Skrillex == shitty dubstep.

----------


## MadameGrip

> Deadmau5 == house.
> Skrillex == shitty dubstep.


skrillex == YouTube - World Burping Champion.

YouTube - World Burping Champion != music

----------


## Dr. Doom

Like I said! I don't really like Skrillex, but he has a sick logo haha.

I personally like Flux Pavilion, Bassnectar, Vaski, Glitch Mob, Caspa, Chasing Shadows, Crissy Criss, Datsik/Excision, Doctor P, Emalkay, Foreign Beggars, Trolley Snatcha, and a BUNCH more.  

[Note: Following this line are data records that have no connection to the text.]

//! Response-side domain types.

mod outcome;
mod status;

pub use outcome::Outcome;
pub use status::StatusCode;
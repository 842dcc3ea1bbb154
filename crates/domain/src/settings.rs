//! Run settings.
//!
//! Validated values the gateway and the suite are built from. Loading them
//! from files and the environment is the infrastructure layer's job.

use serde::{Deserialize, Serialize};
use url::Url;

use crate::auth::{DEFAULT_PASSWORD, SyntheticIdentity};
use crate::error::{DomainError, DomainResult};
use crate::tls::TlsPolicy;

/// Per-request timeout applied when none is configured.
pub const DEFAULT_TIMEOUT_MS: u64 = 30_000;

/// Collection written by the resource verifier.
pub const DEFAULT_RESOURCE_COLLECTION: &str = "clients";

/// Collection read by the access probe.
pub const DEFAULT_PROTECTED_COLLECTION: &str = "chemical_inventory";

/// Connection settings for the request gateway.
#[derive(Debug, Clone, PartialEq, Eq, Serialize, Deserialize)]
pub struct GatewayConfig {
    /// Backend root URL; both API families hang off it.
    pub base_url: Url,
    /// Anonymous/public API key, sent as `apikey` and as the default bearer.
    pub anon_key: String,
    /// Per-request timeout in milliseconds.
    pub timeout_ms: u64,
    /// Transport trust decision.
    pub tls: TlsPolicy,
}

impl GatewayConfig {
    /// Parses and validates a base URL and key with default timeout and TLS.
    ///
    /// # Errors
    ///
    /// Returns an error if the URL is not absolute http(s) or the key is blank.
    pub fn new(base_url: &str, anon_key: impl Into<String>) -> DomainResult<Self> {
        let base_url = Url::parse(base_url.trim())
            .map_err(|e| DomainError::InvalidUrl(format!("{e}: {base_url}")))?;
        let config = Self {
            base_url,
            anon_key: anon_key.into(),
            timeout_ms: DEFAULT_TIMEOUT_MS,
            tls: TlsPolicy::default(),
        };
        config.validate()?;
        Ok(config)
    }

    /// Sets the per-request timeout.
    #[must_use]
    pub const fn with_timeout_ms(mut self, timeout_ms: u64) -> Self {
        self.timeout_ms = timeout_ms;
        self
    }

    /// Sets the TLS policy.
    #[must_use]
    pub const fn with_tls(mut self, tls: TlsPolicy) -> Self {
        self.tls = tls;
        self
    }

    /// Checks scheme, key and timeout.
    ///
    /// # Errors
    ///
    /// Returns the first violated constraint.
    pub fn validate(&self) -> DomainResult<()> {
        if !matches!(self.base_url.scheme(), "http" | "https") {
            return Err(DomainError::InvalidUrl(format!(
                "unsupported scheme `{}`",
                self.base_url.scheme()
            )));
        }
        if self.base_url.cannot_be_a_base() || self.base_url.host_str().is_none() {
            return Err(DomainError::InvalidUrl(self.base_url.to_string()));
        }
        if self.anon_key.trim().is_empty() {
            return Err(DomainError::MissingSetting("anon_key"));
        }
        if self.timeout_ms == 0 {
            return Err(DomainError::InvalidSetting {
                name: "request_timeout_ms",
                reason: "must be greater than zero".to_string(),
            });
        }
        Ok(())
    }
}

/// How the bootstrapper picks its credentials.
#[derive(Debug, Clone, PartialEq, Eq, Default, Serialize, Deserialize)]
#[serde(tag = "mode", rename_all = "snake_case")]
pub enum IdentityMode {
    /// Fresh random account per run; signup never conflicts.
    #[default]
    Random,
    /// Same account every run; the second run exercises the login fallback.
    Fixed {
        /// Account email.
        email: String,
        /// Account password.
        password: String,
    },
}

impl IdentityMode {
    /// A fixed identity with the default password.
    pub fn fixed(email: impl Into<String>) -> Self {
        Self::Fixed {
            email: email.into(),
            password: DEFAULT_PASSWORD.to_string(),
        }
    }

    /// Produces the identity for one run.
    #[must_use]
    pub fn identity(&self) -> SyntheticIdentity {
        match self {
            Self::Random => SyntheticIdentity::random(),
            Self::Fixed { email, password } => SyntheticIdentity::fixed(email, password),
        }
    }
}

/// What the suite verifies.
#[derive(Debug, Clone, PartialEq, Eq, Serialize, Deserialize)]
pub struct SuiteConfig {
    /// Collection written by the CRUD sequence.
    pub resource_collection: String,
    /// Collection read by the access probe.
    pub protected_collection: String,
    /// Credential strategy.
    pub identity: IdentityMode,
    /// Sign the session out after the access probe.
    pub teardown: bool,
}

impl Default for SuiteConfig {
    fn default() -> Self {
        Self {
            resource_collection: DEFAULT_RESOURCE_COLLECTION.to_string(),
            protected_collection: DEFAULT_PROTECTED_COLLECTION.to_string(),
            identity: IdentityMode::Random,
            teardown: true,
        }
    }
}

impl SuiteConfig {
    /// Checks collection names and the fixed identity.
    ///
    /// # Errors
    ///
    /// Returns the first violated constraint.
    pub fn validate(&self) -> DomainResult<()> {
        validate_collection("resource_collection", &self.resource_collection)?;
        validate_collection("protected_collection", &self.protected_collection)?;
        if let IdentityMode::Fixed { email, password } = &self.identity {
            if !email.contains('@') {
                return Err(DomainError::InvalidSetting {
                    name: "identity_email",
                    reason: format!("`{email}` is not an email address"),
                });
            }
            if password.is_empty() {
                return Err(DomainError::MissingSetting("identity_password"));
            }
        }
        Ok(())
    }
}

fn validate_collection(name: &'static str, value: &str) -> DomainResult<()> {
    let valid = !value.is_empty()
        && value
            .chars()
            .all(|c| c.is_ascii_alphanumeric() || c == '_' || c == '-');
    if valid {
        Ok(())
    } else {
        Err(DomainError::InvalidSetting {
            name,
            reason: format!("`{value}` is not a collection name"),
        })
    }
}
//! Adapters implementing the application ports.

mod reqwest_gateway;

pub use reqwest_gateway::{GatewayError, ReqwestGateway};
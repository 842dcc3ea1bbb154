//! Shared helpers for the infrastructure integration tests.

#![allow(dead_code, clippy::unwrap_used, clippy::expect_used)]

pub mod mock_backend;

pub use mock_backend::{AuthMode, MockBackend, MockOptions, RecordedRequest};
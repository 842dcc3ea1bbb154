use std::time::Instant;

use anyhow::Result;
use pulse_application::{Gateway, ProbeConnectivity};
use pulse_domain::{AbortReason, RunReport};

use crate::GlobalArgs;

/// Execute the `probe` command: connectivity only, nothing stateful.
pub async fn execute(global: &GlobalArgs) -> Result<bool> {
    let settings = super::load_settings(global)?;
    let gateway = super::build_gateway(&settings)?;

    let start = Instant::now();
    let mut report = RunReport::new(gateway.target());
    let step = ProbeConnectivity::new(&gateway, &settings.suite.resource_collection)
        .execute()
        .await;
    let reachable = step.passed;
    report.record(step);

    let elapsed = u64::try_from(start.elapsed().as_millis()).unwrap_or(u64::MAX);
    let report = if reachable {
        report.conclude(elapsed)
    } else {
        report.abort(AbortReason::NoConnection, elapsed)
    };
    super::emit(&report, global.json)
}
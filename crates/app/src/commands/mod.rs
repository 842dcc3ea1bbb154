//! Subcommand implementations.

pub mod auth;
pub mod probe;
pub mod run;

use anyhow::{Context, Result};
use pulse_domain::RunReport;
use pulse_infrastructure::{ReqwestGateway, Settings};

use crate::GlobalArgs;
use crate::render;

/// Loads settings from every source, command-line flags last.
fn load_settings(global: &GlobalArgs) -> Result<Settings> {
    let settings = Settings::load(global.config.as_deref(), global.overrides())
        .context("failed to load settings")?;
    tracing::debug!(
        base_url = %settings.gateway.base_url,
        timeout_ms = settings.gateway.timeout_ms,
        "settings loaded"
    );
    Ok(settings)
}

/// Builds the HTTP gateway for the configured backend.
fn build_gateway(settings: &Settings) -> Result<ReqwestGateway> {
    ReqwestGateway::new(settings.gateway.clone()).context("failed to create gateway")
}

/// Prints the report and returns whether the run passed.
fn emit(report: &RunReport, json: bool) -> Result<bool> {
    if json {
        let output = serde_json::to_string_pretty(report).context("failed to encode report")?;
        println!("{output}");
    } else {
        print!("{}", render::trace(report));
    }
    Ok(report.verdict.is_success())
}
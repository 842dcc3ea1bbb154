//! Request gateway port

use async_trait::async_trait;
use pulse_domain::{EndpointRef, Outcome};

/// Port for dispatching one request against the backend.
///
/// Implementations resolve the endpoint against the right API family, attach
/// the `apikey` and bearer headers, and classify the response. They never
/// fail: transport problems come back as [`Outcome::Failure`].
#[async_trait]
pub trait Gateway: Send + Sync {
    /// Dispatches a request.
    ///
    /// # Arguments
    ///
    /// * `endpoint` - The endpoint, method, query and body
    /// * `bearer` - Session token; `None` sends the anonymous key
    async fn dispatch(&self, endpoint: EndpointRef, bearer: Option<&str>) -> Outcome;

    /// Human-readable backend location, for reports.
    fn target(&self) -> String;
}
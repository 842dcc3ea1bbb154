use tracing_subscriber::EnvFilter;

/// Initialize structured logging with tracing-subscriber.
///
/// Uses the `RUST_LOG` env var if set, otherwise falls back to the provided
/// level. Logs go to stderr so the step trace and `--json` output on stdout
/// stay clean.
pub fn init(log_level: &str) {
    let env_filter =
        EnvFilter::try_from_default_env().unwrap_or_else(|_| EnvFilter::new(log_level));

    tracing_subscriber::fmt()
        .with_env_filter(env_filter)
        .with_target(false)
        .with_writer(std::io::stderr)
        .init();
}
//! Human-readable step trace.

use std::fmt::Write;

use pulse_domain::{RunReport, RunVerdict, StepReport};

const RULE: &str = "--------------------------------";

/// Renders a report as the console trace: one line per step, then the verdict.
pub fn trace(report: &RunReport) -> String {
    let mut out = String::new();
    let _ = writeln!(out, "Target: {}", report.target);
    let _ = writeln!(out, "{RULE}");
    for step in &report.steps {
        let _ = writeln!(out, "{}", step_line(step));
    }
    let _ = writeln!(out, "{RULE}");
    let _ = writeln!(out, "{}", verdict_line(report));
    out
}

fn step_line(step: &StepReport) -> String {
    let mark = match (step.passed, step.advisory) {
        (true, _) => "PASS",
        (false, true) => "WARN",
        (false, false) => "FAIL",
    };
    let detail = if step.passed {
        step.actual.as_deref()
    } else {
        step.error.as_deref()
    };
    match detail {
        Some(detail) => format!(
            "[{mark}] {:<15} {detail} ({}ms)",
            step.step.label(),
            step.duration_ms
        ),
        None => format!("[{mark}] {:<15} ({}ms)", step.step.label(), step.duration_ms),
    }
}

fn verdict_line(report: &RunReport) -> String {
    let counts = format!(
        "{} passed, {} failed in {}ms",
        report.passed(),
        report.failed(),
        report.duration_ms
    );
    match &report.verdict {
        RunVerdict::Passed => format!("PASSED ({counts})"),
        RunVerdict::Failed => format!("FAILED ({counts})"),
        RunVerdict::Aborted { reason } => format!("ABORTED: {reason} ({counts})"),
    }
}
//! Session and identity types

use std::fmt;

use serde::{Deserialize, Serialize};
use serde_json::Value;

use crate::id::generate_tag;
use crate::response::Outcome;

/// Domain used for synthetic accounts.
pub const SYNTHETIC_DOMAIN: &str = "test.com";

/// Password used for synthetic accounts unless configured otherwise.
pub const DEFAULT_PASSWORD: &str = "password123";

/// An authenticated (subject, bearer token) pair.
///
/// Owned by the run that created it and never written anywhere.
#[derive(Clone, PartialEq, Eq)]
pub struct Session {
    subject_id: String,
    access_token: String,
}

impl Session {
    /// Creates a session.
    pub fn new(subject_id: impl Into<String>, access_token: impl Into<String>) -> Self {
        Self {
            subject_id: subject_id.into(),
            access_token: access_token.into(),
        }
    }

    /// Identifier of the authenticated user.
    #[must_use]
    pub fn subject_id(&self) -> &str {
        &self.subject_id
    }

    /// Bearer token to send on authenticated calls.
    #[must_use]
    pub fn access_token(&self) -> &str {
        &self.access_token
    }

    /// A loggable prefix of the access token.
    #[must_use]
    pub fn token_preview(&self) -> String {
        token_preview(&self.access_token)
    }
}

impl fmt::Debug for Session {
    fn fmt(&self, f: &mut fmt::Formatter<'_>) -> fmt::Result {
        f.debug_struct("Session")
            .field("subject_id", &self.subject_id)
            .field("access_token", &self.token_preview())
            .finish()
    }
}

/// Get a preview of a secret (first 8 chars + ...).
#[must_use]
pub fn token_preview(token: &str) -> String {
    match token.char_indices().nth(8) {
        Some((cut, _)) if token.len() > 12 => format!("{}...", &token[..cut]),
        _ => token.to_string(),
    }
}

/// Credentials used to bootstrap a session.
#[derive(Clone, PartialEq, Eq, Serialize, Deserialize)]
pub struct SyntheticIdentity {
    /// Account email.
    pub email: String,
    /// Account password.
    pub password: String,
}

impl SyntheticIdentity {
    /// A fresh identity (`smoke_<tag>@test.com`) that cannot collide with a
    /// previous run.
    #[must_use]
    pub fn random() -> Self {
        Self {
            email: format!("smoke_{}@{SYNTHETIC_DOMAIN}", generate_tag()),
            password: DEFAULT_PASSWORD.to_string(),
        }
    }

    /// A fixed identity. Reusing it across runs drives the login fallback.
    pub fn fixed(email: impl Into<String>, password: impl Into<String>) -> Self {
        Self {
            email: email.into(),
            password: password.into(),
        }
    }

    /// JSON credentials body shared by signup and password login.
    #[must_use]
    pub fn credentials(&self) -> Value {
        serde_json::json!({ "email": self.email, "password": self.password })
    }
}

impl fmt::Debug for SyntheticIdentity {
    fn fmt(&self, f: &mut fmt::Formatter<'_>) -> fmt::Result {
        f.debug_struct("SyntheticIdentity")
            .field("email", &self.email)
            .field("password", &"<redacted>")
            .finish()
    }
}

/// The identity and token fields extracted from an authentication response.
#[derive(Debug, Clone, Default, PartialEq, Eq)]
pub struct AuthGrant {
    /// User id, from `user.id` or a top-level `id`.
    pub subject_id: Option<String>,
    /// Session token, from `access_token`.
    pub access_token: Option<String>,
}

impl AuthGrant {
    /// Extracts the grant from a classified response.
    ///
    /// Non-success outcomes and non-object bodies yield an empty grant.
    #[must_use]
    pub fn from_outcome(outcome: &Outcome) -> Self {
        let Some(body) = outcome.body().and_then(Value::as_object) else {
            return Self::default();
        };

        let subject_id = body
            .get("user")
            .and_then(|user| user.get("id"))
            .or_else(|| body.get("id"))
            .and_then(Value::as_str)
            .map(String::from);
        let access_token = body
            .get("access_token")
            .and_then(Value::as_str)
            .filter(|token| !token.is_empty())
            .map(String::from);

        Self {
            subject_id,
            access_token,
        }
    }

    /// Converts a complete grant into a session.
    #[must_use]
    pub fn into_session(self) -> Option<Session> {
        match (self.subject_id, self.access_token) {
            (Some(subject), Some(token)) => Some(Session::new(subject, token)),
            _ => None,
        }
    }
}
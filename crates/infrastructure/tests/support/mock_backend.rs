//! In-process stand-in for the backend: an auth API and a filtered REST API.

use std::collections::HashMap;
use std::sync::{Arc, Mutex};

use axum::Router;
use axum::body::Bytes;
use axum::extract::{Path, Query, State};
use axum::http::{HeaderMap, Method, StatusCode};
use axum::response::{IntoResponse, Response};
use axum::routing::{any, post};
use serde_json::{Value, json};
use tokio::task::JoinHandle;

/// Anonymous key the mock accepts.
pub const ANON_KEY: &str = "anon-test-key";

/// How the auth API answers signups.
#[derive(Debug, Clone, Copy, PartialEq, Eq, Default)]
pub enum AuthMode {
    /// Signup returns a session.
    #[default]
    Confirmed,
    /// Signup returns a user that must confirm their email.
    Unconfirmed,
    /// Signup always returns 500; login still works for known users.
    SignupDown,
}

/// Behaviour switches for one mock instance.
#[derive(Debug, Clone, Default)]
pub struct MockOptions {
    /// Signup behaviour.
    pub auth: AuthMode,
    /// Deletes answer 204 but leave the row in place.
    pub ignore_deletes: bool,
    /// Updates echo the patched row without storing it.
    pub echo_unsaved_updates: bool,
    /// Rows present before the run, per collection.
    pub seed: Vec<(String, Value)>,
}

/// A request as the mock saw it.
#[derive(Debug, Clone)]
pub struct RecordedRequest {
    pub method: Method,
    pub path: String,
    pub query: Vec<(String, String)>,
    pub apikey: Option<String>,
    pub authorization: Option<String>,
    pub prefer: Option<String>,
    pub content_type: Option<String>,
    pub body: Option<Value>,
}

#[derive(Default)]
struct Backend {
    options: MockOptions,
    users: HashMap<String, (String, String)>,
    tokens: HashMap<String, String>,
    tables: HashMap<String, Vec<Value>>,
    requests: Vec<RecordedRequest>,
    next_user: u32,
}

type Shared = Arc<Mutex<Backend>>;

/// Handle to a running mock; the server stops when it is dropped.
pub struct MockBackend {
    base_url: String,
    state: Shared,
    join: JoinHandle<()>,
}

impl MockBackend {
    /// Starts a mock on an ephemeral local port.
    pub async fn start(options: MockOptions) -> Self {
        let mut backend = Backend {
            options: options.clone(),
            ..Backend::default()
        };
        for (collection, row) in options.seed {
            backend.tables.entry(collection).or_default().push(row);
        }
        let state = Arc::new(Mutex::new(backend));

        let app = Router::new()
            .route("/auth/v1/signup", post(signup))
            .route("/auth/v1/token", post(token))
            .route("/auth/v1/logout", post(logout))
            .route("/rest/v1/{collection}", any(rest))
            .with_state(Arc::clone(&state));

        let listener = tokio::net::TcpListener::bind("127.0.0.1:0")
            .await
            .expect("bind mock backend");
        let base_url = format!("http://{}", listener.local_addr().expect("local addr"));
        let join = tokio::spawn(async move {
            let _ = axum::serve(listener, app).await;
        });

        Self {
            base_url,
            state,
            join,
        }
    }

    /// Root URL to point the gateway at.
    pub fn base_url(&self) -> &str {
        &self.base_url
    }

    /// Requests received so far, in order.
    pub fn requests(&self) -> Vec<RecordedRequest> {
        self.state.lock().unwrap().requests.clone()
    }

    /// Rows currently stored in `collection`.
    pub fn rows(&self, collection: &str) -> Vec<Value> {
        self.state
            .lock()
            .unwrap()
            .tables
            .get(collection)
            .cloned()
            .unwrap_or_default()
    }

    /// Registers an account up front, as if a previous run created it.
    pub fn register(&self, email: &str, password: &str) -> String {
        let mut backend = self.state.lock().unwrap();
        backend.create_user(email, password)
    }
}

impl Drop for MockBackend {
    fn drop(&mut self) {
        self.join.abort();
    }
}

impl Backend {
    fn record(
        &mut self,
        method: Method,
        path: String,
        query: Vec<(String, String)>,
        headers: &HeaderMap,
        body: &Bytes,
    ) {
        let header = |name: &str| {
            headers
                .get(name)
                .and_then(|value| value.to_str().ok())
                .map(String::from)
        };
        self.requests.push(RecordedRequest {
            method,
            path,
            query,
            apikey: header("apikey"),
            authorization: header("authorization"),
            prefer: header("prefer"),
            content_type: header("content-type"),
            body: serde_json::from_slice(body).ok(),
        });
    }

    fn create_user(&mut self, email: &str, password: &str) -> String {
        self.next_user += 1;
        let id = format!("00000000-0000-4000-8000-{:012}", self.next_user);
        self.users
            .insert(email.to_string(), (id.clone(), password.to_string()));
        id
    }

    fn issue_token(&mut self, user_id: &str) -> Value {
        let token = format!("token-for-{user_id}-{}", self.tokens.len());
        self.tokens.insert(token.clone(), user_id.to_string());
        json!({
            "access_token": token,
            "token_type": "bearer",
            "expires_in": 3600,
            "refresh_token": "refresh",
            "user": {"id": user_id, "aud": "authenticated"}
        })
    }

    fn bearer_user(&self, headers: &HeaderMap) -> Option<String> {
        let token = headers
            .get("authorization")?
            .to_str()
            .ok()?
            .strip_prefix("Bearer ")?;
        self.tokens.get(token).cloned()
    }
}

fn has_anon_key(headers: &HeaderMap) -> bool {
    headers.get("apikey").and_then(|v| v.to_str().ok()) == Some(ANON_KEY)
}

fn credentials(body: &Bytes) -> Option<(String, String)> {
    let value: Value = serde_json::from_slice(body).ok()?;
    Some((
        value.get("email")?.as_str()?.to_string(),
        value.get("password")?.as_str()?.to_string(),
    ))
}

fn error(status: StatusCode, message: &str) -> Response {
    (status, axum::Json(json!({"msg": message}))).into_response()
}

async fn signup(State(state): State<Shared>, headers: HeaderMap, body: Bytes) -> Response {
    let mut backend = state.lock().unwrap();
    backend.record(Method::POST, "auth/v1/signup".into(), Vec::new(), &headers, &body);

    if !has_anon_key(&headers) {
        return error(StatusCode::UNAUTHORIZED, "No API key found in request");
    }
    if backend.options.auth == AuthMode::SignupDown {
        return error(StatusCode::INTERNAL_SERVER_ERROR, "Database error saving new user");
    }
    let Some((email, password)) = credentials(&body) else {
        return error(StatusCode::BAD_REQUEST, "missing email or password");
    };
    if backend.users.contains_key(&email) {
        return error(StatusCode::UNPROCESSABLE_ENTITY, "User already registered");
    }

    let id = backend.create_user(&email, &password);
    let reply = if backend.options.auth == AuthMode::Unconfirmed {
        json!({"id": id, "email": email, "confirmation_sent_at": "2024-01-01T00:00:00Z"})
    } else {
        backend.issue_token(&id)
    };
    (StatusCode::OK, axum::Json(reply)).into_response()
}

async fn token(
    State(state): State<Shared>,
    Query(query): Query<Vec<(String, String)>>,
    headers: HeaderMap,
    body: Bytes,
) -> Response {
    let mut backend = state.lock().unwrap();
    backend.record(Method::POST, "auth/v1/token".into(), query.clone(), &headers, &body);

    if !query.iter().any(|(k, v)| k == "grant_type" && v == "password") {
        return error(StatusCode::BAD_REQUEST, "unsupported_grant_type");
    }
    let Some((email, password)) = credentials(&body) else {
        return error(StatusCode::BAD_REQUEST, "missing email or password");
    };
    match backend.users.get(&email).cloned() {
        Some((id, stored)) if stored == password => {
            let reply = backend.issue_token(&id);
            (StatusCode::OK, axum::Json(reply)).into_response()
        }
        _ => error(StatusCode::BAD_REQUEST, "Invalid login credentials"),
    }
}

async fn logout(State(state): State<Shared>, headers: HeaderMap, body: Bytes) -> Response {
    let mut backend = state.lock().unwrap();
    backend.record(Method::POST, "auth/v1/logout".into(), Vec::new(), &headers, &body);

    if backend.bearer_user(&headers).is_none() {
        return error(StatusCode::UNAUTHORIZED, "invalid JWT");
    }
    StatusCode::NO_CONTENT.into_response()
}

fn matches(row: &Value, query: &[(String, String)]) -> bool {
    query.iter().all(|(column, value)| {
        value
            .strip_prefix("eq.")
            .is_none_or(|expected| row.get(column).and_then(Value::as_str) == Some(expected))
    })
}

async fn rest(
    State(state): State<Shared>,
    method: Method,
    Path(collection): Path<String>,
    Query(query): Query<Vec<(String, String)>>,
    headers: HeaderMap,
    body: Bytes,
) -> Response {
    let mut backend = state.lock().unwrap();
    backend.record(method.clone(), collection.clone(), query.clone(), &headers, &body);

    if !has_anon_key(&headers) {
        return error(StatusCode::UNAUTHORIZED, "No API key found in request");
    }
    match collection.as_str() {
        "no_content" => return StatusCode::NO_CONTENT.into_response(),
        "malformed" => return (StatusCode::OK, "<html>oops</html>").into_response(),
        "crash" => return error(StatusCode::INTERNAL_SERVER_ERROR, "boom"),
        _ => {}
    }

    let param = |name: &str| {
        query
            .iter()
            .find(|(k, _)| k == name)
            .map(|(_, v)| v.clone())
    };
    let user = backend.bearer_user(&headers);

    if method == Method::GET && param("select").as_deref() == Some("count") {
        let count = backend.tables.get(&collection).map_or(0, Vec::len);
        return (StatusCode::OK, axum::Json(json!([{ "count": count }]))).into_response();
    }

    // row-level security: every other call needs a signed-in user
    let Some(user) = user else {
        return error(StatusCode::UNAUTHORIZED, "permission denied");
    };
    let ignore_deletes = backend.options.ignore_deletes;
    let echo_unsaved_updates = backend.options.echo_unsaved_updates;
    let table = backend.tables.entry(collection).or_default();

    let rows = if method == Method::GET {
        let limit = param("limit").and_then(|l| l.parse().ok()).unwrap_or(usize::MAX);
        table
            .iter()
            .filter(|row| matches(row, &query))
            .take(limit)
            .cloned()
            .collect()
    } else if method == Method::POST {
        let Ok(row) = serde_json::from_slice::<Value>(&body) else {
            return error(StatusCode::BAD_REQUEST, "invalid json");
        };
        if row.get("user_id").and_then(Value::as_str) != Some(user.as_str()) {
            return error(
                StatusCode::FORBIDDEN,
                "new row violates row-level security policy",
            );
        }
        table.push(row.clone());
        vec![row]
    } else if method == Method::PATCH {
        let Ok(Value::Object(patch)) = serde_json::from_slice::<Value>(&body) else {
            return error(StatusCode::BAD_REQUEST, "invalid json");
        };
        let mut updated = Vec::new();
        for row in table.iter_mut().filter(|row| matches(row, &query)) {
            let mut next = row.clone();
            if let Some(fields) = next.as_object_mut() {
                fields.extend(patch.clone());
            }
            if !echo_unsaved_updates {
                *row = next.clone();
            }
            updated.push(next);
        }
        updated
    } else if method == Method::DELETE {
        let removed: Vec<Value> = table
            .iter()
            .filter(|row| matches(row, &query))
            .cloned()
            .collect();
        if !ignore_deletes {
            table.retain(|row| !matches(row, &query));
        }
        removed
    } else {
        return StatusCode::METHOD_NOT_ALLOWED.into_response();
    };

    let status = if method == Method::POST {
        StatusCode::CREATED
    } else {
        StatusCode::OK
    };
    (status, axum::Json(Value::Array(rows))).into_response()
}
//! Port definitions (interfaces)
//!
//! Ports define the boundaries between the verification logic and the
//! backend. Each port is a trait implemented by an adapter in the
//! infrastructure layer, or by a scripted fake in tests.

mod auth_api;
mod gateway;

pub use auth_api::AuthApi;
pub use gateway::Gateway;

I really listen to a lot of Drum and Bass also, artists like: DJ Fresh, High Tone, Liquid Stranger, Logistics, Netsky, Noisia, Nu:Tone, etc. 

REFLECTION, I KILL U.

----------


## MadameGrip

> Like I said! I don't really like Skrillex, but he has a sick logo haha.
> 
> I personally like Flux Pavilion, Bassnectar, Vaski, Glitch Mob, Caspa, Chasing Shadows, Crissy Criss, Datsik/Excision, Doctor P, Emalkay, Foreign Beggars, Trolley Snatcha, and a BUNCH more.  
> 
> I really listen to a lot of Drum and Bass also, artists like: DJ Fresh, High Tone, Liquid Stranger, Logistics, Netsky, Noisia, Nu:Tone, etc. 
> 
> So my tastes are shitty lol, just defending myself here


I can't relate to a single person  :Frown:  I feel like I miss something  :Frown:

----------


## Dr. Doom

Lmao it's ok, still <3 u MG

----------


## MadameGrip

> Lmao it's ok, still <3 u MG



lol... :P


*filler*

----------


## Dr. Doom

Also, forgot to say thanks for the compliment on my work <3

----------


## MadameGrip

> Also, forgot to say thanks for the compliment on my work <3


Yeah you did! How rude! :$

----------


## Reflection

They look good, the 1920x1080 wallpaper is blurry though. Moved to graphics. My only thread edit was a prefix  :Smile:

----------


## Zoidberg

The sig and wallpapers is just his logo and some text with some blur effect? 
You might want to check up on some tutorials and try something new, maybe something a bit more challenging  :Wink: 
Remember this is CC.

----------


## Dr. Doom

It was just for fun, I have a bunch of tutorials, I just didn't have a bunch of time, just went for minimalist, simple looking. Nothing too crazy, but simple enough for those interested in skrillex =) thx for comment zoid

----------


## caolan96

I think Skrillex is okay.

Love this wallpaper though. I would be so so grateful if you would make a 1440 x 900 one though. Can you please?  :Wink: 

Thanks  :Big Grin:

----------